---- Dataset
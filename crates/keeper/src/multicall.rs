//! [`BatchExecutor`] backed by a multicall contract.
//!
//! All calls of a batch go out as a single `tryAggregate` eth_call. The
//! multicall address comes from the [`NetworkConfig`] handed in at
//! construction; nothing is looked up from global tables.

use alloy::primitives::Address;
use alloy::providers::{DynProvider, Provider, ProviderBuilder};
use alloy::sol;
use async_trait::async_trait;

use autopay_types::{AutopayError, AutopayResult};

use crate::abi;
use crate::batch::{BatchExecutor, BatchResult, Call};
use crate::config::NetworkConfig;

sol! {
    #[sol(rpc)]
    interface IMulticall2 {
        struct Call {
            address target;
            bytes callData;
        }

        struct Result {
            bool success;
            bytes returnData;
        }

        function tryAggregate(bool requireSuccess, Call[] memory calls) external returns (Result[] memory returnData);
    }
}

/// Batch executor sending every batch through one multicall round-trip
#[derive(Clone)]
pub struct MulticallExecutor {
    provider: DynProvider,
    multicall: Address,
    network_name: String,
}

impl MulticallExecutor {
    /// Create an executor over an existing provider
    pub fn new(provider: DynProvider, network: &NetworkConfig) -> Self {
        Self {
            provider,
            multicall: network.multicall_address,
            network_name: network.name.clone(),
        }
    }

    /// Connect an HTTP provider to `rpc_url`
    pub fn connect_http(rpc_url: &str, network: &NetworkConfig) -> AutopayResult<Self> {
        let url = rpc_url
            .parse()
            .map_err(|e| AutopayError::invalid_configuration("rpc_url", &format!("{}: {}", rpc_url, e)))?;
        let provider = ProviderBuilder::new().connect_http(url).erased();

        Ok(Self::new(provider, network))
    }

    pub fn multicall_address(&self) -> Address {
        self.multicall
    }
}

#[async_trait]
impl BatchExecutor for MulticallExecutor {
    async fn execute(&self, calls: Vec<Call>, require_success: bool) -> AutopayResult<BatchResult> {
        let mut result = BatchResult::new();
        if calls.is_empty() {
            return Ok(result);
        }

        let encoded: Vec<IMulticall2::Call> = calls
            .iter()
            .map(|call| IMulticall2::Call {
                target: call.target,
                callData: abi::encode(&call.read).into(),
            })
            .collect();

        log::debug!(
            "Sending batch of {} calls to multicall {} on {} (require_success={})",
            calls.len(),
            self.multicall,
            self.network_name,
            require_success
        );

        let multicall = IMulticall2::new(self.multicall, self.provider.clone());
        let responses = multicall
            .tryAggregate(require_success, encoded)
            .call()
            .await
            .map_err(|e| AutopayError::collaborator_unavailable("multicall", &e.to_string()))?;

        if responses.len() != calls.len() {
            return Err(AutopayError::decode_failure(
                "multicall response",
                &format!("expected {} results, got {}", calls.len(), responses.len()),
            ));
        }

        for (call, response) in calls.into_iter().zip(responses) {
            if !response.success {
                log::debug!("Sub-call {} failed for {:?}", call.read.signature(), call.key);
                continue;
            }

            match abi::decode(&call.read, &response.returnData) {
                Ok(value) => result.insert(call.key, value),
                Err(e) => log::warn!("Skipping {:?}: {}", call.key, e),
            }
        }

        Ok(result)
    }
}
--------
_Problem to work on_
Which lines of the data contain "encoded"? Copy them all.

_Expected answer_
        let encoded: Vec<IMulticall2::Call> = calls
            .tryAggregate(require_success, encoded)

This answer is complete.